Dr. Raimundo and colleagues were motivated to conduct this study because evidence on the use of intraoperative wavefront aberrometry to guide toric IOL power selection is relatively scarce.

“To the best of our knowledge, only three studies exist,” Dr. Raimundo pointed out. “Two studies showed it improved toric outcomes, but the third showed that intraoperative computed-assisted registration with a preoperative toric calculator yielded less remaining refractive cylinder than intraoperative wavefront aberrometry.
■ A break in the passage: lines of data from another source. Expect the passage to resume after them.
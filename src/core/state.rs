//! Status of a puzzle session.
//!
//! The `State` trait describes any closed set of machine states; `Status`
//! is the one used by the word-chain puzzle.

use serde::{Deserialize, Serialize};
use std::fmt::Debug;

/// Trait for state machine states.
///
/// All methods are pure. States are small immutable values describing where
/// a session currently is.
///
/// # Required Traits
///
/// - `Clone` + `PartialEq`: states are compared by guards
/// - `Debug`: states show up in logs and rejections
/// - `Serialize` + `Deserialize`: states can be stored alongside a session
pub trait State:
    Clone + PartialEq + Debug + Serialize + for<'de> Deserialize<'de> + Send + Sync
{
    /// Name of the state for display/logging.
    fn name(&self) -> &str;

    /// Check if this is a final (terminal) state.
    ///
    /// Default implementation returns `false`.
    fn is_final(&self) -> bool {
        false
    }

    /// Check if this is a losing/error state.
    ///
    /// Default implementation returns `false`.
    fn is_error(&self) -> bool {
        false
    }
}

/// Where the player is in the guess/hint cycle.
///
/// `Winner` and `Loser` are never chosen by an intent; they are derived from
/// the solved flags and the remaining guess budget after every mutation.
///
/// # Example
///
/// ```rust
/// use chainle::core::{State, Status};
///
/// assert!(!Status::Guessing.is_final());
/// assert!(Status::Winner.is_final());
/// assert!(Status::Loser.is_error());
/// ```
#[derive(Clone, Copy, PartialEq, Eq, Debug, Serialize, Deserialize)]
#[serde(rename_all = "lowercase")]
pub enum Status {
    /// Player is typing letters for the unsolved words.
    Guessing,
    /// Player must pick which unsolved word gets the next letter.
    Selecting,
    /// Every hidden word is solved.
    Winner,
    /// Guess budget exhausted without solving the chain.
    Loser,
}

impl State for Status {
    fn name(&self) -> &str {
        match self {
            Self::Guessing => "guessing",
            Self::Selecting => "selecting",
            Self::Winner => "winner",
            Self::Loser => "loser",
        }
    }

    fn is_final(&self) -> bool {
        matches!(self, Self::Winner | Self::Loser)
    }

    fn is_error(&self) -> bool {
        matches!(self, Self::Loser)
    }
}

impl std::fmt::Display for Status {
    fn fmt(&self, f: &mut std::fmt::Formatter<'_>) -> std::fmt::Result {
        f.write_str(self.name())
    }
}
So, the debate is still open on the usefulness of the technique.”

The 50 eyes included in the study represented a consecutive series that underwent uncomplicated surgery. Eyes were excluded if they had preoperative best-corrected visual acuity (BCVA) <20/40, cornea ectasia, previous refractive surgery, any conditions that would compromise the accuracy of the postoperative refraction, or any additional astigmatism corrective procedure.

Preoperative biometry measurements were obtained with the same device (IOLMaster 500, Carl Zeiss Meditec) in all cases. The intraoperative wavefront aberrometry measurements were taken after the anterior chamber was inflated to a normotensive level with cohesive viscoelastic, as verified by a Barraquer tonometer.

 

 

Difference in 26 eyes

Among the 26 eyes in which the cylindrical power selected by intraoperative wavefront aberrometry differed from that recommended by the toric IOL calculator, intraoperative wavefront aberrometry recommended a lower power than the toric IOL calculator in 19 eyes.

To assess if the eyes in which a mismatch occurred differed in any way from those where the 2 methods suggested the same power, the biometric data of the 2 subgroups was compared. The analyses showed no significant differences in mean preoperative keratometry, corneal astigmatism, axial length, or anterior chamber depth.

“In the subgroup of eyes where the IOL toric calculator would have predicted a different IOL cylindrical power, we found the intraoperative wavefront aberrometer was able to get a lower median absolute error for residual astigmatism compared to the toric IOL calculator,” Dr. Raimundo said.

Miguel Raimundo, MD

e. mglraimunod@gmail.com

This article is based on a presentation given by Dr. Raimundo at 2017 American Academy of Ophthalmology meeting. Dr. Raimundo has no relevant financial interests to disclose.